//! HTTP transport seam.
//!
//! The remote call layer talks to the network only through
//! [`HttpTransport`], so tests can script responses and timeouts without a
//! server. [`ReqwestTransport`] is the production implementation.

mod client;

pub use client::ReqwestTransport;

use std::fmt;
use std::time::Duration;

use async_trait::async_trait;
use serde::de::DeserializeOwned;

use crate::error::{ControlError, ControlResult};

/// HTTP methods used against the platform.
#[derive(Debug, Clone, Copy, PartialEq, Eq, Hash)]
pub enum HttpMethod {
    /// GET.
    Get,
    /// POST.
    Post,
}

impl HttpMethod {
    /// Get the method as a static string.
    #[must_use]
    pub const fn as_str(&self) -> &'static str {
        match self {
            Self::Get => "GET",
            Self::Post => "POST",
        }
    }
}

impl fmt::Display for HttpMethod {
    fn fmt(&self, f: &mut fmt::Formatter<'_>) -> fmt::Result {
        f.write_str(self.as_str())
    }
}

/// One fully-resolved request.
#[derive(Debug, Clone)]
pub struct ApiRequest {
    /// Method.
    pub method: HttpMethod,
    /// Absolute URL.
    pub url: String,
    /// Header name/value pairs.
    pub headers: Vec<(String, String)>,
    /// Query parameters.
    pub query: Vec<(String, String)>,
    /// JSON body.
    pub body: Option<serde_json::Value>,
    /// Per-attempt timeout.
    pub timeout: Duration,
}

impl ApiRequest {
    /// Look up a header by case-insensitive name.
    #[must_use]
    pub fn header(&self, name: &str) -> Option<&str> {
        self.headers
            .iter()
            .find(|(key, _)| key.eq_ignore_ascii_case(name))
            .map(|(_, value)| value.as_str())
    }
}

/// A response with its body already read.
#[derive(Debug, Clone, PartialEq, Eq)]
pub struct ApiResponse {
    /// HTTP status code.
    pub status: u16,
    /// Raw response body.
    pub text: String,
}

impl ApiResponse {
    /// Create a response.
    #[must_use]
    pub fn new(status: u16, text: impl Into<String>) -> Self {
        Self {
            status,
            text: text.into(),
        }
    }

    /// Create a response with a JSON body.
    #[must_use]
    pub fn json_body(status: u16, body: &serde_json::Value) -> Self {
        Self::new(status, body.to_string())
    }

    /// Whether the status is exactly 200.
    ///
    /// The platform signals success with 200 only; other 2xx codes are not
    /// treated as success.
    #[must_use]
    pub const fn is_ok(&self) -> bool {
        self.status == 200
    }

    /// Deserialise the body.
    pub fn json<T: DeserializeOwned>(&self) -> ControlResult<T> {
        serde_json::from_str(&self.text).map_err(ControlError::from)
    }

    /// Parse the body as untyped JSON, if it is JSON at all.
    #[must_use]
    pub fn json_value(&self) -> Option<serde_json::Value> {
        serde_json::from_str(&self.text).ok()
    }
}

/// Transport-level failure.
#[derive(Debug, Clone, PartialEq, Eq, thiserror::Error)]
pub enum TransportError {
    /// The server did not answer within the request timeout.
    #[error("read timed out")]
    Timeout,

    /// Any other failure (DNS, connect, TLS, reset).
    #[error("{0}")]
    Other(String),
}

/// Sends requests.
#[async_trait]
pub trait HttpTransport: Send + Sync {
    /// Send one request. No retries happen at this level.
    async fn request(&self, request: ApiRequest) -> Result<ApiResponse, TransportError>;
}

* * * *

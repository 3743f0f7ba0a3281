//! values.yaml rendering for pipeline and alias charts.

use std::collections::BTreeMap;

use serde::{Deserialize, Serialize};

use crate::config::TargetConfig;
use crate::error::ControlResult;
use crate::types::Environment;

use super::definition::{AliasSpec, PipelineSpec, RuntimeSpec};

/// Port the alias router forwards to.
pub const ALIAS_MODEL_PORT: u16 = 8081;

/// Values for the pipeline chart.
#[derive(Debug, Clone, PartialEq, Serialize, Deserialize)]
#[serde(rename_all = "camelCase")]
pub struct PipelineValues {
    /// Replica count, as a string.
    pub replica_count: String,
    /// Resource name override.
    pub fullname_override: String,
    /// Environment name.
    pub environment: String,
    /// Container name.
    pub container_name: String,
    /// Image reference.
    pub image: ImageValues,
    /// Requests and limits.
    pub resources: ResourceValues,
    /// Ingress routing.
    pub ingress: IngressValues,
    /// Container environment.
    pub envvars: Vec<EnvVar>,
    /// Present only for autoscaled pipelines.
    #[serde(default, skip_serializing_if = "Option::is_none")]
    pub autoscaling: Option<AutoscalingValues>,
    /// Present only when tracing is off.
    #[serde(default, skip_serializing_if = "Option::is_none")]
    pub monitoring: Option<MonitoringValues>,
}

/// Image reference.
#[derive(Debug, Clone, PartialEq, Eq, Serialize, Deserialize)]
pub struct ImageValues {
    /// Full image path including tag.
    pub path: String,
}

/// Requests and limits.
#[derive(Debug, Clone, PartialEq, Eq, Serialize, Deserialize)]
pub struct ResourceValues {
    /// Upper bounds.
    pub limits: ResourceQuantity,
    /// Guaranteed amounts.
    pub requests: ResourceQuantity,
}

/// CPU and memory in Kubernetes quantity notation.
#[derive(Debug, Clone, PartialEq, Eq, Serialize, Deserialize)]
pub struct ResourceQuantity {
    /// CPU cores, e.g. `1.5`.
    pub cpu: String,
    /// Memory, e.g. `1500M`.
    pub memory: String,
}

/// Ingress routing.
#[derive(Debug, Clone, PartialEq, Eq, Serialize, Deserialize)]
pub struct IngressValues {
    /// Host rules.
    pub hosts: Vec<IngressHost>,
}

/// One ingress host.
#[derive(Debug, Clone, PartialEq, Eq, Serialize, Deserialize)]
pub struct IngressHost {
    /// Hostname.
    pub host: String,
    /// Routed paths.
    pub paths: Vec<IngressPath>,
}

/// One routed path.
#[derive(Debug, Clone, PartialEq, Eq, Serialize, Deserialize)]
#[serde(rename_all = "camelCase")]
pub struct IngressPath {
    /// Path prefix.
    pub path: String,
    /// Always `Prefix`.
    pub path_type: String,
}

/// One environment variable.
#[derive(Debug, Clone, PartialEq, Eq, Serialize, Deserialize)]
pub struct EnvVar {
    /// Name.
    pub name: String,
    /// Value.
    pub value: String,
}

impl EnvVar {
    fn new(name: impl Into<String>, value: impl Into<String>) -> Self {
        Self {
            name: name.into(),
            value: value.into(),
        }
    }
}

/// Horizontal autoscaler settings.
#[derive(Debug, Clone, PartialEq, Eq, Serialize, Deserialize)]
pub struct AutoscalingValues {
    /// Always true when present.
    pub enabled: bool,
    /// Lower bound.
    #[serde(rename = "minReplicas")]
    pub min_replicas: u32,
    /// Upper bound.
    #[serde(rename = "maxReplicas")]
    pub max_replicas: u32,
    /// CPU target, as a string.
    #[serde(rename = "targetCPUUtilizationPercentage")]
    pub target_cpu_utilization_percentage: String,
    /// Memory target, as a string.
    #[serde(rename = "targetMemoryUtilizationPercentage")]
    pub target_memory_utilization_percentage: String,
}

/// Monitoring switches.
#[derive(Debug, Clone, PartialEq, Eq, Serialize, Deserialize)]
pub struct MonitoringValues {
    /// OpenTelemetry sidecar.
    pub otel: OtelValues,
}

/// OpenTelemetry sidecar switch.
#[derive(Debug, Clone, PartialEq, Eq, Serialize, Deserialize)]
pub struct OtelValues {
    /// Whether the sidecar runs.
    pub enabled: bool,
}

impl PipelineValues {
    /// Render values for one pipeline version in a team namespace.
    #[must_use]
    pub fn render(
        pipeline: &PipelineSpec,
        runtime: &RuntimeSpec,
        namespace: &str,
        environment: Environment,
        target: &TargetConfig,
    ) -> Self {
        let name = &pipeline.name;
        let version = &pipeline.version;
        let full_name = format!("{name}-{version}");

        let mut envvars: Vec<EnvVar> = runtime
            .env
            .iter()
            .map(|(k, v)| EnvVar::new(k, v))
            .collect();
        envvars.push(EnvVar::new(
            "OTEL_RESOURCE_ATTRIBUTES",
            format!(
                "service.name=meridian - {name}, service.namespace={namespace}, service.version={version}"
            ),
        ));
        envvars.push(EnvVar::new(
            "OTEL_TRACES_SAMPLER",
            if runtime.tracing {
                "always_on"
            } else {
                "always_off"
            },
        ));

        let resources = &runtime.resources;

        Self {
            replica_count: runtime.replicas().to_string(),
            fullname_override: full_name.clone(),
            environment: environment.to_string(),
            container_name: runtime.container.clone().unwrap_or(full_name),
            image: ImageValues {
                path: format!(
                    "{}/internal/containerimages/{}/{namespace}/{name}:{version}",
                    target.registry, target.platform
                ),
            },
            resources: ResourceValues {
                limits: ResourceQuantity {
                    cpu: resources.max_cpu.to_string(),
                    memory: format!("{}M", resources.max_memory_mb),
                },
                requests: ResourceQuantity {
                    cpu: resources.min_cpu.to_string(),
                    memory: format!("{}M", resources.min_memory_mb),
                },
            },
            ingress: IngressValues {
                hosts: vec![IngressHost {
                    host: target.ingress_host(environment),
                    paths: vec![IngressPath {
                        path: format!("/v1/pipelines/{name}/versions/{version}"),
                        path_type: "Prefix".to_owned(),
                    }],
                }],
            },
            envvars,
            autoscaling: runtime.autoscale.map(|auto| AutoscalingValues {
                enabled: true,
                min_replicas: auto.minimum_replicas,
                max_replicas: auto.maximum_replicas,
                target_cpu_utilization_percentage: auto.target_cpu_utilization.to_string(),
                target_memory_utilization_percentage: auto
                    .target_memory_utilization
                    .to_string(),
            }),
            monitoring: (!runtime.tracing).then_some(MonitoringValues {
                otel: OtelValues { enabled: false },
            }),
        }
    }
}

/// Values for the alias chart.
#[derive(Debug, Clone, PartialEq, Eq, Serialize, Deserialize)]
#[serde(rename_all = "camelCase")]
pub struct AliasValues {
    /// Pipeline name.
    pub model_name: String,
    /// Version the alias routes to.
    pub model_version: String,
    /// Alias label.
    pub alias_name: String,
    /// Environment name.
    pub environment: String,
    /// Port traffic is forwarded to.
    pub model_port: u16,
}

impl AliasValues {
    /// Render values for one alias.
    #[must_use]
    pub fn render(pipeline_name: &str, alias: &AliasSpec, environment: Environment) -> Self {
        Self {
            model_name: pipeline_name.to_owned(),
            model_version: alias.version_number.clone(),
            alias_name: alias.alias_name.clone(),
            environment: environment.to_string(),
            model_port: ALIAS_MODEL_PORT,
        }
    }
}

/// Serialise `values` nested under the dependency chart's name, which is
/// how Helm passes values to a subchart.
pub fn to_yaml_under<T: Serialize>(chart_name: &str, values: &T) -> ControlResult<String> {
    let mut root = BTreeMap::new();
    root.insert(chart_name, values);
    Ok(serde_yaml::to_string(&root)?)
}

* * * *

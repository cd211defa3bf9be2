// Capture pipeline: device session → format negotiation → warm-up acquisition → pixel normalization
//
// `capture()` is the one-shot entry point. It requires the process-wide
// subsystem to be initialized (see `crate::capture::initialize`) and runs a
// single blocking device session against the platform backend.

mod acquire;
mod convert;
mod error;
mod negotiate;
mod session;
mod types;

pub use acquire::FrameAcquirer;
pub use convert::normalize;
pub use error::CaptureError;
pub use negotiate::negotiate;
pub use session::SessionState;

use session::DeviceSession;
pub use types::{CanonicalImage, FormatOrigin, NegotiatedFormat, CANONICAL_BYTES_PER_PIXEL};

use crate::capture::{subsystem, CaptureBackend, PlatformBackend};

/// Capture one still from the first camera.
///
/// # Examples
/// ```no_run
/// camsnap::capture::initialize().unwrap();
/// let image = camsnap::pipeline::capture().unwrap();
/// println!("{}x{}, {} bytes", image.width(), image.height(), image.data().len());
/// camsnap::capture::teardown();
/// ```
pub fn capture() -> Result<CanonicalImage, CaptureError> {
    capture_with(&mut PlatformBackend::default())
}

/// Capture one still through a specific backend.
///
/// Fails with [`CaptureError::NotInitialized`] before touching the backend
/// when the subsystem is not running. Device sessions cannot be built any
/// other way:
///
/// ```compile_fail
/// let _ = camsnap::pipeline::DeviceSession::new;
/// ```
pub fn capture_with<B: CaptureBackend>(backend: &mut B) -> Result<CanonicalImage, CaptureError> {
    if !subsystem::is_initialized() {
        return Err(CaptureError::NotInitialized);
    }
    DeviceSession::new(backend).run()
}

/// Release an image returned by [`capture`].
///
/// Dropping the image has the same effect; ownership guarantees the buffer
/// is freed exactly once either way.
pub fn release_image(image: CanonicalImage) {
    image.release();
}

* * * *

> **Work request**: Show all lines from the records above where the word "level" occurs.

> **Exercise response**:
/// Transport-level failure.
    /// Send one request. No retries happen at this level.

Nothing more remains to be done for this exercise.